Vincent believes some high schools and small colleges like Williams will drop football "when the lawyers start suing over concussions." He called the story of the NFL's bailout on the NIH project "disgraceful," and said of the league's position on brain trauma and disease: "It would be a big mistake for Roger not to consider this a serious problem."


Bart Starr's wife, Cherry, has a hard time reading stinging critiques of the NFL commissioner's work. She says Goodell has been a friend for many years, but that he has been particularly kind ever since Bart suffered the seizures and strokes that robbed him of nearly his entire memory of his iconic Green Bay Packers career.

"When we returned to Lambeau Field last year," Cherry said, "I told Roger to stay home with his family. It was Thanksgiving night and yet he flew out there to be with us, and I know that meant the world to Bart."

Cherry strongly suspects football contributed to her husband's physical and mental conditions, but doesn't believe the commissioner has forgotten the broken men of Starr's generation. "I just think the criticism of Roger is so unjustified," she said.

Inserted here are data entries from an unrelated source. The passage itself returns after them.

//! Schema backend over the `SQLite` catalog.
//!
//! Every mutation here keeps two things in step inside one transaction: the
//! catalog row and the physical shape of the model's record table. Creating
//! a model creates its table, adding a field adds a column, converting a
//! field rewrites or re-checks stored values.

use chrono::Utc;
use rusqlite::{Connection, OptionalExtension, params};

use crate::models::{
    Field, FieldId, FieldSpec, FieldType, FieldUpdate, Model, ModelId, ModelLinkId, ModelUpdate,
    UserId, validate_text,
};
use crate::storage::traits::SchemaBackend;
use crate::{Error, Result};

use super::sql::{
    column_type, field_column, format_timestamp, parse_timestamp, parse_uuid, record_links_table,
    records_table,
};
use super::{SqliteStore, acquire_lock, in_transaction, storage_error};

pub(super) const MODEL_COLUMNS: &str = "id, name, description, owner, created_at, updated_at";
pub(super) const FIELD_COLUMNS: &str =
    "id, model_id, name, description, field_type, is_parent, is_required, created_at, updated_at";

pub(super) fn model_from_row(row: &rusqlite::Row<'_>) -> rusqlite::Result<Model> {
    Ok(Model {
        id: ModelId::from_uuid(parse_uuid(0, &row.get::<_, String>(0)?)?),
        name: row.get(1)?,
        description: row.get(2)?,
        owner: UserId::from_uuid(parse_uuid(3, &row.get::<_, String>(3)?)?),
        created_at: parse_timestamp(4, &row.get::<_, String>(4)?)?,
        updated_at: parse_timestamp(5, &row.get::<_, String>(5)?)?,
    })
}

pub(super) fn field_from_row(row: &rusqlite::Row<'_>) -> rusqlite::Result<Field> {
    let type_text: String = row.get(4)?;
    let field_type = FieldType::parse(&type_text).ok_or_else(|| {
        rusqlite::Error::FromSqlConversionFailure(
            4,
            rusqlite::types::Type::Text,
            format!("unknown field type: {type_text}").into(),
        )
    })?;
    Ok(Field {
        id: FieldId::from_uuid(parse_uuid(0, &row.get::<_, String>(0)?)?),
        model_id: ModelId::from_uuid(parse_uuid(1, &row.get::<_, String>(1)?)?),
        name: row.get(2)?,
        description: row.get(3)?,
        field_type,
        is_parent: row.get(5)?,
        is_required: row.get(6)?,
        created_at: parse_timestamp(7, &row.get::<_, String>(7)?)?,
        updated_at: parse_timestamp(8, &row.get::<_, String>(8)?)?,
    })
}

Joe Lockhart, former White House press secretary, was hired to temper/quash/spin some of that criticism. But Goodell can start to turn the tide himself by throwing his full support behind a coast-to-coast ban on tackle football through eighth grade, by dropping the idea of an 18-game season, by wiping out Thursday night football and all its inviting revenue sources for good (battered Sunday bodies just aren't ready to be hit again four days later), and by pledging that his league will never, ever interfere with agenda-free research into the relationship between football and brain disease.

League spokesman Brian McCarthy didn't respond to a request seeking comment from Goodell on his commitment to player health and safety. So Mara spoke for a commissioner whose contract expires after the 2018 season, a commissioner who should embrace one mandate above all for however long he stays in office.

"I can tell you from Day 1," Mara said, "from my very first conversation with Roger during the interview process before we selected him as commissioner, player safety was his No. 1 goal. Every rule change we've enacted came not only with his blessing, but a lot of times with him twisting the owners' arms and convincing them it was the right thing to do.

"If you ask Roger what he'd want his legacy to be when his time as commissioner ends, the first thing he'd say is that he made the game safer."

If true, over the next 10 years we can fully expect Roger Goodell to talk a lot less about his shield, and a lot more about the men who don't deserve to be carried out on it.